> _Brief_
Nothing in the entries may be altered; copy them in full.

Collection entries
+++

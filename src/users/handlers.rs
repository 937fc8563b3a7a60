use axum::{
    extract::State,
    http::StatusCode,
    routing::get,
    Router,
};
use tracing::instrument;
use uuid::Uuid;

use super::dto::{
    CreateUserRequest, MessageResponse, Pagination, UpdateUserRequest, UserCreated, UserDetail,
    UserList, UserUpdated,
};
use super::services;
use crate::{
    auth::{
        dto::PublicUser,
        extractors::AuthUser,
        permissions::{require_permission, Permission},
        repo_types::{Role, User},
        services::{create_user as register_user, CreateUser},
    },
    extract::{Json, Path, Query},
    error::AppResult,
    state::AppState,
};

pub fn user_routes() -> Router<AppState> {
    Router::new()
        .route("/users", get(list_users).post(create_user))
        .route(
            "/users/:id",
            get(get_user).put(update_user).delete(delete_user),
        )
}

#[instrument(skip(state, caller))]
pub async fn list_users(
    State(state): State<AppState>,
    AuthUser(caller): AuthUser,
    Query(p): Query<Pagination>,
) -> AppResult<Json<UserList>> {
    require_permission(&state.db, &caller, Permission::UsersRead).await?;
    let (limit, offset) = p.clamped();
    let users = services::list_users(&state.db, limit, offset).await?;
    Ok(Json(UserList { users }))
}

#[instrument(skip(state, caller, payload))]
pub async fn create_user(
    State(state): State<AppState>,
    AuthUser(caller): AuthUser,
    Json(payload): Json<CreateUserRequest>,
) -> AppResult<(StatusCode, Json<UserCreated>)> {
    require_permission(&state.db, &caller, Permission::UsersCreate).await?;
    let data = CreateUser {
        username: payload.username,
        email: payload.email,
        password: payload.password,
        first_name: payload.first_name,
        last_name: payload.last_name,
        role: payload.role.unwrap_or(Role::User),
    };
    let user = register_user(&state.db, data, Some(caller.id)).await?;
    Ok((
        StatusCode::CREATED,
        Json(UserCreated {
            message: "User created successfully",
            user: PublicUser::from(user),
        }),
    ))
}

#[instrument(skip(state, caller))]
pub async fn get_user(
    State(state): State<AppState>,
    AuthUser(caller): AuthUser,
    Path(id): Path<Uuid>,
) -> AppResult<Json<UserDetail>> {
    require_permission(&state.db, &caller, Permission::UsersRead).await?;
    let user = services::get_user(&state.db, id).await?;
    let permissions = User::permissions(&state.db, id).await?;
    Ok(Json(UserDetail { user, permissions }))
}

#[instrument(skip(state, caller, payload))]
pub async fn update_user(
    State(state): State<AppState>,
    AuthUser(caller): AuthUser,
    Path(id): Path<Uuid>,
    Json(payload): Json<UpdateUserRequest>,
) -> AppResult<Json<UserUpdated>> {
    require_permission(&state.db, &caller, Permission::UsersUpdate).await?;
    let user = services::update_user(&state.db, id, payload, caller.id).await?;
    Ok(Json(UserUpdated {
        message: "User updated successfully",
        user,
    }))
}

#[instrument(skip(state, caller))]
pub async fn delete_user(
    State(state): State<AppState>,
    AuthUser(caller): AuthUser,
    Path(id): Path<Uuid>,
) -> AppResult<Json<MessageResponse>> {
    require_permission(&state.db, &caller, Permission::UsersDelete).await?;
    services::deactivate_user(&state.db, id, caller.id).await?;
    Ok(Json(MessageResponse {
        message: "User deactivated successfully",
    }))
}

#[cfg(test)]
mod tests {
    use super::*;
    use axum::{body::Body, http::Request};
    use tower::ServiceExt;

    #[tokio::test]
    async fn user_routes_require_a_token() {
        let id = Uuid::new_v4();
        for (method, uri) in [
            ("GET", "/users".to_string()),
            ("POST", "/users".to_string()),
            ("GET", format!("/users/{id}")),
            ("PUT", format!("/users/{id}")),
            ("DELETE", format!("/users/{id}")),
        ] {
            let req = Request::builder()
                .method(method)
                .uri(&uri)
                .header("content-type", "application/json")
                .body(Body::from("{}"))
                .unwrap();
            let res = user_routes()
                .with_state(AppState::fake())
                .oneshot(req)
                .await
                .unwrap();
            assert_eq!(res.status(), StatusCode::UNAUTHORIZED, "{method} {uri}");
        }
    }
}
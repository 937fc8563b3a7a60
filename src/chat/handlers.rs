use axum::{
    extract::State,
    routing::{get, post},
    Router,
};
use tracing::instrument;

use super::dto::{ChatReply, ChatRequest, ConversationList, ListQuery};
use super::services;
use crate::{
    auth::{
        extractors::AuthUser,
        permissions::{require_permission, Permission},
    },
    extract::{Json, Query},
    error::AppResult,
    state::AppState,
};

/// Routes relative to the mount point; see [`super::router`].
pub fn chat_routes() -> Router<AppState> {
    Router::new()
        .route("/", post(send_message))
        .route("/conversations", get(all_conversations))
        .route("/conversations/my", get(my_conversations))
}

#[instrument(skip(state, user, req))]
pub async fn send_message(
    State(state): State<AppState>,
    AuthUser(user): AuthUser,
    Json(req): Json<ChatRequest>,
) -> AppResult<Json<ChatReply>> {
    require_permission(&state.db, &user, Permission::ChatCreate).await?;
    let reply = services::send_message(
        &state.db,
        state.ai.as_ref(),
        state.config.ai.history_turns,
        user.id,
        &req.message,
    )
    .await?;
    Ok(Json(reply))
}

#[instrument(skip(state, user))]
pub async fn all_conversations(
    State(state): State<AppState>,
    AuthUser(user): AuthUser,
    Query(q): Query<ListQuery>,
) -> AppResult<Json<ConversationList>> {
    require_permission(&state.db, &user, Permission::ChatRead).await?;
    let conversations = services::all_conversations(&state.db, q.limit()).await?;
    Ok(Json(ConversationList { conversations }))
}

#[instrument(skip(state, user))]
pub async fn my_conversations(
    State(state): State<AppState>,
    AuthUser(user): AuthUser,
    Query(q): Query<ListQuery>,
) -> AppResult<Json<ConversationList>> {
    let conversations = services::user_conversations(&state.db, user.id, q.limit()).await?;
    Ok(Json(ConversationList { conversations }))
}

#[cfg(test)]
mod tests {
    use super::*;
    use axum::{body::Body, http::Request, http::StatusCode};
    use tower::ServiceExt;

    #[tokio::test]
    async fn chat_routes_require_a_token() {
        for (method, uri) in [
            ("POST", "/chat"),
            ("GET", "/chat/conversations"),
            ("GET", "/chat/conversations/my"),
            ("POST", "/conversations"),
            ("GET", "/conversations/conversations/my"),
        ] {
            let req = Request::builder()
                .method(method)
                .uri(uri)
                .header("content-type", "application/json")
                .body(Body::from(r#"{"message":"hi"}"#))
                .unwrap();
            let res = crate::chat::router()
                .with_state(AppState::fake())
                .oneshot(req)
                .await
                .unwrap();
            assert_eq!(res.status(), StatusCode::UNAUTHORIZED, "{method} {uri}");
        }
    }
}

+++

> _Exercise solution_
filename src/users/handlers.rs
repository 937fc8563b3a7a60
use axum::{
    extract::State,
    http::StatusCode,
    routing::get,
    Router,
};
use tracing::instrument;
use uuid::Uuid;

use super::dto::{
    CreateUserRequest, MessageResponse, Pagination, UpdateUserRequest, UserCreated, UserDetail,
    UserList, UserUpdated,
};
use super::services;
use crate::{
    auth::{
        dto::PublicUser,
        extractors::AuthUser,
        permissions::{require_permission, Permission},
        repo_types::{Role, User},
        services::{create_user as register_user, CreateUser},
    },
    extract::{Json, Path, Query},
    error::AppResult,
    state::AppState,
};

pub fn user_routes() -> Router<AppState> {
    Router::new()
        .route("/users", get(list_users).post(create_user))
        .route(
            "/users/:id",
            get(get_user).put(update_user).delete(delete_user),
        )
}

#[instrument(skip(state, caller))]
pub async fn list_users(
    State(state): State<AppState>,
    AuthUser(caller): AuthUser,
    Query(p): Query<Pagination>,
) -> AppResult<Json<UserList>> {
    require_permission(&state.db, &caller, Permission::UsersRead).await?;
    let (limit, offset) = p.clamped();
    let users = services::list_users(&state.db, limit, offset).await?;
    Ok(Json(UserList { users }))
}

#[instrument(skip(state, caller, payload))]
pub async fn create_user(
    State(state): State<AppState>,
    AuthUser(caller): AuthUser,
    Json(payload): Json<CreateUserRequest>,
) -> AppResult<(StatusCode, Json<UserCreated>)> {
    require_permission(&state.db, &caller, Permission::UsersCreate).await?;
    let data = CreateUser {
        username: payload.username,
        email: payload.email,
        password: payload.password,
        first_name: payload.first_name,
        last_name: payload.last_name,
        role: payload.role.unwrap_or(Role::User),
    };
    let user = register_user(&state.db, data, Some(caller.id)).await?;
    Ok((
        StatusCode::CREATED,
        Json(UserCreated {
            message: "User created successfully",
            user: PublicUser::from(user),
        }),
    ))
}

#[instrument(skip(state, caller))]
pub async fn get_user(
    State(state): State<AppState>,
    AuthUser(caller): AuthUser,
    Path(id): Path<Uuid>,
) -> AppResult<Json<UserDetail>> {
    require_permission(&state.db, &caller, Permission::UsersRead).await?;
    let user = services::get_user(&state.db, id).await?;
    let permissions = User::permissions(&state.db, id).await?;
    Ok(Json(UserDetail { user, permissions }))
}

#[instrument(skip(state, caller, payload))]
pub async fn update_user(
    State(state): State<AppState>,
    AuthUser(caller): AuthUser,
    Path(id): Path<Uuid>,
    Json(payload): Json<UpdateUserRequest>,
) -> AppResult<Json<UserUpdated>> {
    require_permission(&state.db, &caller, Permission::UsersUpdate).await?;
    let user = services::update_user(&state.db, id, payload, caller.id).await?;
    Ok(Json(UserUpdated {
        message: "User updated successfully",
        user,
    }))
}

#[instrument(skip(state, caller))]
pub async fn delete_user(
    State(state): State<AppState>,
    AuthUser(caller): AuthUser,
    Path(id): Path<Uuid>,
) -> AppResult<Json<MessageResponse>> {
    require_permission(&state.db, &caller, Permission::UsersDelete).await?;
    services::deactivate_user(&state.db, id, caller.id).await?;
    Ok(Json(MessageResponse {
        message: "User deactivated successfully",
    }))
}

#[cfg(test)]
mod tests {
    use super::*;
    use axum::{body::Body, http::Request};
    use tower::ServiceExt;

    #[tokio::test]
    async fn user_routes_require_a_token() {
        let id = Uuid::new_v4();
        for (method, uri) in [
            ("GET", "/users".to_string()),
            ("POST", "/users".to_string()),
            ("GET", format!("/users/{id}")),
            ("PUT", format!("/users/{id}")),
            ("DELETE", format!("/users/{id}")),
        ] {
            let req = Request::builder()
                .method(method)
                .uri(&uri)
                .header("content-type", "application/json")
                .body(Body::from("{}"))
                .unwrap();
            let res = user_routes()
                .with_state(AppState::fake())
                .oneshot(req)
                .await
                .unwrap();
            assert_eq!(res.status(), StatusCode::UNAUTHORIZED, "{method} {uri}");
        }
    }
}
repository 937fc8563b3a7a60
filename src/chat/handlers.rs
use axum::{
    extract::State,
    routing::{get, post},
    Router,
};
use tracing::instrument;

use super::dto::{ChatReply, ChatRequest, ConversationList, ListQuery};
use super::services;
use crate::{
    auth::{
        extractors::AuthUser,
        permissions::{require_permission, Permission},
    },
    extract::{Json, Query},
    error::AppResult,
    state::AppState,
};

/// Routes relative to the mount point; see [`super::router`].
pub fn chat_routes() -> Router<AppState> {
    Router::new()
        .route("/", post(send_message))
        .route("/conversations", get(all_conversations))
        .route("/conversations/my", get(my_conversations))
}

#[instrument(skip(state, user, req))]
pub async fn send_message(
    State(state): State<AppState>,
    AuthUser(user): AuthUser,
    Json(req): Json<ChatRequest>,
) -> AppResult<Json<ChatReply>> {
    require_permission(&state.db, &user, Permission::ChatCreate).await?;
    let reply = services::send_message(
        &state.db,
        state.ai.as_ref(),
        state.config.ai.history_turns,
        user.id,
        &req.message,
    )
    .await?;
    Ok(Json(reply))
}

#[instrument(skip(state, user))]
pub async fn all_conversations(
    State(state): State<AppState>,
    AuthUser(user): AuthUser,
    Query(q): Query<ListQuery>,
) -> AppResult<Json<ConversationList>> {
    require_permission(&state.db, &user, Permission::ChatRead).await?;
    let conversations = services::all_conversations(&state.db, q.limit()).await?;
    Ok(Json(ConversationList { conversations }))
}

#[instrument(skip(state, user))]
pub async fn my_conversations(
    State(state): State<AppState>,
    AuthUser(user): AuthUser,
    Query(q): Query<ListQuery>,
) -> AppResult<Json<ConversationList>> {
    let conversations = services::user_conversations(&state.db, user.id, q.limit()).await?;
    Ok(Json(ConversationList { conversations }))
}

#[cfg(test)]
mod tests {
    use super::*;
    use axum::{body::Body, http::Request, http::StatusCode};
    use tower::ServiceExt;

    #[tokio::test]
    async fn chat_routes_require_a_token() {
        for (method, uri) in [
            ("POST", "/chat"),
            ("GET", "/chat/conversations"),
            ("GET", "/chat/conversations/my"),
            ("POST", "/conversations"),
            ("GET", "/conversations/conversations/my"),
        ] {
            let req = Request::builder()
                .method(method)
                .uri(uri)
                .header("content-type", "application/json")
                .body(Body::from(r#"{"message":"hi"}"#))
                .unwrap();
            let res = crate::chat::router()
                .with_state(AppState::fake())
                .oneshot(req)
                .await
                .unwrap();
            assert_eq!(res.status(), StatusCode::UNAUTHORIZED, "{method} {uri}");
        }
    }
}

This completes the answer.